突然の意識消失(欠損)で始まる発作で、発作の始まりを自覚していなく、発作から回復して初めて発作が起こっていたことを自覚します。

A.欠神発作 (アブサンス)

突然の意識欠損(消失)がおこり、突然運動を止め、ぼんやりとした目つきになり、眼球が上転する軽い運動症状を伴うこともあります。自動症やミオクロニーを伴うこともあります。

B.ミオクロニー発作

突然の意識消失(欠損)で始まり、短いショック様の筋収縮です。全身、顔面、駆幹、あるいは四肢の筋群で起こります。単発性や反復性の場合があります。

C.間代(かんたい)発作

突然の意識消失(欠損)で始まり、律動的な筋群の脱力と短い攣縮がおこり、顔面と上肢、時に下肢を含む両側性の発作です。

D.強直発作

突然の意識消失(欠損)で始まり、急激あるいは緩徐な持続性の強直性筋収縮で始まり、数秒ないし1分間持続します。短いものは強直発作といわず強直痙攣といいます。

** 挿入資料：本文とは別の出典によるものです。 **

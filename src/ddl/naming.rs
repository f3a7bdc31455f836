//! Derived constraint and index names, and deterministic identifier shortening.

use crate::constants::{IDENTIFIER_HASH_LENGTH, MAX_IDENTIFIER_LENGTH};
use crate::ddl::index::IndexColumn;

const DICTIONARY: &[u8; 62] = b"abcdefghijklmnopqrstuvwxyzABCDEFGHIJKLMNOPQRSTUVWXYZ0123456789";

/// Longest hash that keeps the rolling arithmetic inside `u128`.
const MAX_HASH_LENGTH: usize = 16;

/// Polynomial rolling hash (base 53) over the code points of `input`, reduced modulo
/// `62^len` and written in base 62, most significant digit first.
///
/// Pure and stable across processes and platforms.
pub fn hash(input: &str, len: usize) -> String {
    let len = len.min(MAX_HASH_LENGTH);
    let dict_len = DICTIONARY.len() as u128;
    let combinations = dict_len.pow(len as u32);
    let p: u128 = 53;
    let mut power: u128 = 1;
    let mut value: u128 = 0;

    for ch in input.chars() {
        value = (value + (ch as u128) * power) % combinations;
        power = (power * p) % combinations;
    }

    let mut digits = Vec::with_capacity(len);
    for _ in 0..len {
        digits.push(DICTIONARY[(value % dict_len) as usize] as char);
        value /= dict_len;
    }
    digits.into_iter().rev().collect()
}

/// Returns `candidate` when it fits in `limit` bytes, otherwise a prefix cut on a
/// char boundary followed by `_` and a hash of the full candidate.
pub fn shorten_identifier(candidate: &str, limit: usize) -> String {
    if candidate.len() <= limit {
        return candidate.to_string();
    }
    let suffix = hash(candidate, IDENTIFIER_HASH_LENGTH);
    if limit <= suffix.len() + 1 {
        return hash(candidate, limit);
    }

    let mut cut = limit - suffix.len() - 1;
    while !candidate.is_char_boundary(cut) {
        cut -= 1;
    }
    format!("{}_{}", &candidate[..cut], suffix)
}

pub fn default_name_for_pk(table: &str) -> String {
    shorten_identifier(&format!("{}_pkey", table), MAX_IDENTIFIER_LENGTH)
}

/// `<table>_<cols>_<table_to>_<cols_to>_fkey`, or a hashed form past the identifier limit:
/// `<table>_<hash>_fkey` while the table name leaves room, `<hash>_fkey` otherwise.
pub fn default_name_for_fk(
    table: &str,
    columns: &[String],
    table_to: &str,
    columns_to: &[String],
) -> String {
    let desired = format!(
        "{}_{}_{}_{}_fkey",
        table,
        columns.join("_"),
        table_to,
        columns_to.join("_")
    );
    if desired.len() <= MAX_IDENTIFIER_LENGTH {
        return desired;
    }

    let hashed = hash(&desired, IDENTIFIER_HASH_LENGTH);
    if table.len() < MAX_IDENTIFIER_LENGTH - 18 {
        format!("{}_{}_fkey", table, hashed)
    } else {
        format!("{}_fkey", hashed)
    }
}

pub fn default_name_for_unique(table: &str, columns: &[String]) -> String {
    shorten_identifier(
        &format!("{}_{}_key", table, columns.join("_")),
        MAX_IDENTIFIER_LENGTH,
    )
}

pub fn default_name_for_index(table: &str, columns: &[IndexColumn]) -> String {
    let parts: Vec<String> = columns
        .iter()
        .map(|c| {
            if c.is_expression {
                "expr".to_string()
            } else {
                c.value.clone()
            }
        })
        .collect();
    shorten_identifier(
        &format!("{}_{}_idx", table, parts.join("_")),
        MAX_IDENTIFIER_LENGTH,
    )
}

胸郭筋が収縮する際には音声を発する時があります。

E.強直・間代発作

突然の意識消失(欠損)で始まり、強直発作から間代発作が引き続いて起こる発作で深呼吸で終わり、その後もうろう状態になり睡眠へと移行します。従来大発作と呼ばれていたものです。発作後十分な睡眠をとらせないと頭痛が残ることがあります。

F.脱力発作

突然の意識消失(欠損)で始まり、筋緊張の突然の低下を来す発作です。起立時にはバタンと倒れることが多いのが特徴です。